--- START ---
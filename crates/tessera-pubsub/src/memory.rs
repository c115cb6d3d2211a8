//! In-process loopback transport.
//!
//! A [`MemoryBroker`] routes published messages to every [`MemoryTransport`]
//! subscribed to the channel, delivering them as `message` events on the
//! subscriber's handler. Useful for tests and demos; nothing leaves the
//! process.

use std::collections::{BTreeSet, HashMap};
use std::sync::Arc;

use async_trait::async_trait;
use bytes::Bytes;
use parking_lot::Mutex;

use crate::error::TransportError;
use crate::event::EventSink;
use crate::transport::PubSubTransport;

#[derive(Default)]
struct BrokerState {
    /// Subscribers per channel, keyed by client ID.
    channels: HashMap<String, HashMap<u64, EventSink>>,
    /// Next client ID.
    next_client_id: u64,
    /// Messages accepted for delivery.
    published: u64,
}

/// Shared routing table for loopback transports.
#[derive(Clone, Default)]
pub struct MemoryBroker {
    state: Arc<Mutex<BrokerState>>,
}

impl MemoryBroker {
    /// Create an empty broker.
    pub fn new() -> Self {
        Self::default()
    }

    /// Create a transport attached to this broker.
    pub fn transport(&self) -> MemoryTransport {
        let client_id = {
            let mut state = self.state.lock();
            state.next_client_id += 1;
            state.next_client_id
        };

        MemoryTransport {
            broker: self.clone(),
            client_id,
            sink: None,
            connected: false,
            channels: BTreeSet::new(),
        }
    }

    /// Number of transports subscribed to `channel`.
    pub fn subscriber_count(&self, channel: &str) -> usize {
        self.state
            .lock()
            .channels
            .get(channel)
            .map_or(0, HashMap::len)
    }

    /// Channels with at least one subscriber, sorted.
    pub fn channels(&self) -> Vec<String> {
        let mut channels: Vec<String> = self.state.lock().channels.keys().cloned().collect();
        channels.sort();
        channels
    }

    /// Total messages accepted for delivery.
    pub fn published_count(&self) -> u64 {
        self.state.lock().published
    }

    fn join(&self, client_id: u64, channel: &str, sink: EventSink) {
        self.state
            .lock()
            .channels
            .entry(channel.to_string())
            .or_default()
            .insert(client_id, sink);
    }

    fn leave(&self, client_id: u64, channel: &str) {
        let mut state = self.state.lock();
        if let Some(subscribers) = state.channels.get_mut(channel) {
            subscribers.remove(&client_id);
            if subscribers.is_empty() {
                state.channels.remove(channel);
            }
        }
    }

    fn deliver(&self, channel: &str, message: Bytes) -> usize {
        let sinks: Vec<EventSink> = {
            let mut state = self.state.lock();
            state.published += 1;
            match state.channels.get(channel) {
                Some(subscribers) => subscribers.values().cloned().collect(),
                None => return 0,
            }
        };

        // Emit outside the broker lock so listeners may publish in turn.
        for sink in &sinks {
            sink.message(channel, message.clone());
        }

        tracing::trace!(channel, subscribers = sinks.len(), "delivered loopback message");
        sinks.len()
    }
}

impl std::fmt::Debug for MemoryBroker {
    fn fmt(&self, f: &mut std::fmt::Formatter<'_>) -> std::fmt::Result {
        let state = self.state.lock();
        f.debug_struct("MemoryBroker")
            .field("channels", &state.channels.len())
            .field("published", &state.published)
            .finish()
    }
}

/// A transport that routes through a [`MemoryBroker`].
#[derive(Debug)]
pub struct MemoryTransport {
    broker: MemoryBroker,
    client_id: u64,
    sink: Option<EventSink>,
    connected: bool,
    channels: BTreeSet<String>,
}

impl MemoryTransport {
    /// Broker-assigned client ID.
    pub fn client_id(&self) -> u64 {
        self.client_id
    }

    /// Check if the transport's connection is open.
    pub fn is_connected(&self) -> bool {
        self.connected
    }

    /// Channels this transport is subscribed to, sorted.
    pub fn channels(&self) -> Vec<String> {
        self.channels.iter().cloned().collect()
    }

    /// Leave every joined channel and close the connection.
    fn close(&mut self) {
        for channel in std::mem::take(&mut self.channels) {
            self.broker.leave(self.client_id, &channel);
        }
        self.connected = false;
        tracing::debug!(client_id = self.client_id, "loopback disconnected");
    }

    fn ensure_connected(&self) -> Result<(), TransportError> {
        if self.connected {
            Ok(())
        } else {
            Err(TransportError::new("loopback connection is closed"))
        }
    }
}

#[async_trait]
impl PubSubTransport for MemoryTransport {
    fn attach(&mut self, sink: EventSink) {
        self.sink = Some(sink);
    }

    async fn connect(&mut self) -> Result<(), TransportError> {
        self.connected = true;
        tracing::debug!(client_id = self.client_id, "loopback connected");
        Ok(())
    }

    async fn disconnect(&mut self) -> Result<(), TransportError> {
        self.close();
        Ok(())
    }

    async fn subscribe(&mut self, channel: &str) -> Result<(), TransportError> {
        self.ensure_connected()?;
        let sink = self
            .sink
            .clone()
            .ok_or_else(|| TransportError::new("transport is not attached to a handler"))?;

        self.broker.join(self.client_id, channel, sink);
        self.channels.insert(channel.to_string());
        Ok(())
    }

    async fn unsubscribe(&mut self, channel: &str) -> Result<(), TransportError> {
        tracing::debug!(client_id = self.client_id, channel, "loopback unsubscribing");
        self.close();
        Ok(())
    }

    async fn publish(&mut self, channel: &str, message: Bytes) -> Result<(), TransportError> {
        self.ensure_connected()?;
        self.broker.deliver(channel, message);
        Ok(())
    }
}
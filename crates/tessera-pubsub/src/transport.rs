//! Transport hooks driven by the handler.

use async_trait::async_trait;
use bytes::Bytes;

use crate::error::TransportError;
use crate::event::EventSink;

/// The I/O side of a pub-sub client.
///
/// A [`PubSubHandler`](crate::PubSubHandler) owns one transport and calls
/// these hooks when a transition has passed its guards. The handler only
/// advances its state after a hook returns `Ok`, and never calls two hooks
/// at the same time.
#[async_trait]
pub trait PubSubTransport: Send + 'static {
    /// Receive the sink for inbound `message` events.
    ///
    /// Called once, when the handler takes ownership of the transport.
    fn attach(&mut self, sink: EventSink) {
        let _ = sink;
    }

    /// Open the connection.
    async fn connect(&mut self) -> Result<(), TransportError>;

    /// Close the connection.
    async fn disconnect(&mut self) -> Result<(), TransportError>;

    /// Start receiving messages on `channel`.
    async fn subscribe(&mut self, channel: &str) -> Result<(), TransportError>;

    /// Stop receiving messages on `channel`.
    ///
    /// The handler treats the session as disconnected afterwards, so an
    /// implementation should release every channel and close the connection.
    async fn unsubscribe(&mut self, channel: &str) -> Result<(), TransportError>;

    /// Send `message` on `channel`.
    async fn publish(&mut self, channel: &str, message: Bytes) -> Result<(), TransportError>;
}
--- END ---
■ **Directions**:
Copy each line of the listing that holds the word "Bytes".

■ **Answer area**:
use bytes::Bytes;
    fn deliver(&self, channel: &str, message: Bytes) -> usize {
    async fn publish(&mut self, channel: &str, message: Bytes) -> Result<(), TransportError> {
use bytes::Bytes;
    async fn publish(&mut self, channel: &str, message: Bytes) -> Result<(), TransportError>;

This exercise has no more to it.